Samedi 7 juin, sortant du Palais du peuple où il a été déposé le rapport annuel de la Ceni au Bureau de l’Assemblée nationale, Apollinaire Malumalu n’a pas dit autre chose : «"L’établissement du calendrier, ce sont les prérogatives de la Ceni. Et il en est ainsi partout au monde (...). Et le calendrier est la somme de plusieurs contraintes liées au processus électoral. Ce n’est pas question de dire ‘vous êtes pour ou vous êtes contre’ ; c’est de savoir la faisabilité des élections.» Mende et Malumalu ont sans soute sur instruction de la "haute hiérarchie". 

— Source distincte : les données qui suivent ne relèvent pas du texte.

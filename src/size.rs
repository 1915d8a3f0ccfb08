//! Byte-size aggregation over files, folders, and containment-deduplicated path sets

use crate::error::{Result, io_at};
use std::collections::BTreeSet;
use std::path::{Path, PathBuf};
use tracing::{debug, warn};
use walkdir::WalkDir;

/// A set of filesystem paths with no ancestor/descendant pairs
///
/// Built with [`PathSet::resolve`]. Containment is decided on path components,
/// so `/a/b` contains `/a/b/c` but not `/a/bc`.
#[derive(Debug, Clone, Default, PartialEq, Eq)]
pub struct PathSet {
    paths: BTreeSet<PathBuf>,
}

impl PathSet {
    /// Drop every path that has a proper ancestor elsewhere in the input
    pub fn resolve<I, P>(paths: I) -> Self
    where
        I: IntoIterator<Item = P>,
        P: Into<PathBuf>,
    {
        let unique: BTreeSet<PathBuf> = paths.into_iter().map(Into::into).collect();

        // BTreeSet order puts every ancestor before its descendants, so a path
        // is contained iff it starts with the most recently kept root.
        let mut kept: BTreeSet<PathBuf> = BTreeSet::new();
        let mut last_root: Option<PathBuf> = None;
        for path in unique {
            if let Some(root) = &last_root
                && path.starts_with(root)
            {
                continue;
            }
            last_root = Some(path.clone());
            kept.insert(path);
        }

        Self { paths: kept }
    }

    /// Iterate over the resolved paths in sorted order
    pub fn iter(&self) -> impl Iterator<Item = &Path> {
        self.paths.iter().map(PathBuf::as_path)
    }

    /// Number of resolved paths
    pub fn len(&self) -> usize {
        self.paths.len()
    }

    /// Whether the set is empty
    pub fn is_empty(&self) -> bool {
        self.paths.is_empty()
    }

    /// Whether `path` is one of the resolved roots
    pub fn contains(&self, path: &Path) -> bool {
        self.paths.contains(path)
    }
}

impl IntoIterator for PathSet {
    type Item = PathBuf;
    type IntoIter = std::collections::btree_set::IntoIter<PathBuf>;

    fn into_iter(self) -> Self::IntoIter {
        self.paths.into_iter()
    }
}

/// Outcome of a recursive directory walk
#[derive(Debug, Clone, Copy, Default, PartialEq, Eq)]
pub struct WalkSize {
    /// Total bytes of the regular files that could be read
    pub bytes: u64,
    /// Entries that vanished or could not be read during the walk
    pub skipped: u64,
}

/// Stateless service computing file, folder, and path-set sizes
#[derive(Debug, Clone, Copy, Default)]
pub struct SizeAggregator;

impl SizeAggregator {
    /// Size of a single file, or the recursive size of a directory
    ///
    /// Fails with `NotFound` when `path` does not exist at call time.
    /// Entries that disappear during a directory walk are skipped.
    pub fn size_of(&self, path: &Path) -> Result<u64> {
        let metadata = std::fs::symlink_metadata(path).map_err(|e| io_at(path, e))?;
        if metadata.is_dir() {
            Ok(self.walk_size(path)?.bytes)
        } else {
            Ok(metadata.len())
        }
    }

    /// Sum of [`size_of`](Self::size_of) over the containment-resolved set
    pub fn size_of_set<I, P>(&self, paths: I) -> Result<u64>
    where
        I: IntoIterator<Item = P>,
        P: Into<PathBuf>,
    {
        let resolved = PathSet::resolve(paths);
        let mut total = 0u64;
        for path in resolved.iter() {
            total = total.saturating_add(self.size_of(path)?);
        }
        debug!(roots = resolved.len(), total, "computed path set size");
        Ok(total)
    }

    /// Walk `dir` recursively, summing regular files and counting skipped entries
    ///
    /// Symlinks are not followed.
    pub fn walk_size(&self, dir: &Path) -> Result<WalkSize> {
        std::fs::symlink_metadata(dir).map_err(|e| io_at(dir, e))?;

        let mut size = WalkSize::default();
        for entry in WalkDir::new(dir).follow_links(false) {
            let entry = match entry {
                Ok(entry) => entry,
                Err(e) => {
                    warn!(dir = ?dir, error = %e, "skipping unreadable entry during size walk");
                    size.skipped += 1;
                    continue;
                }
            };
            if !entry.file_type().is_file() {
                continue;
            }
            match entry.metadata() {
                Ok(metadata) => size.bytes = size.bytes.saturating_add(metadata.len()),
                Err(e) => {
                    warn!(path = ?entry.path(), error = %e, "file vanished during size walk");
                    size.skipped += 1;
                }
            }
        }
        Ok(size)
    }
}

Un politologue de commenter : "Le clan kabiliste est manifestement décidé à croiser le fer avec la communauté internationale. C’est un combat perdu d’avance du fait de la très grande dépendance du Congo face à cette même communauté internationale. La pression exercée par la communauté internationale est plus que nécessaire pour prévenir les irrégularités et autres fraudes de la part d’un gouvernement habitué à tricher". Et de conclure : "Mende rappelle bizarrement ce ministre de l’Information de Saddam Hussein qui clamait la victoire des forces irakiennes sur les GI’s alors que la situation était contraire...".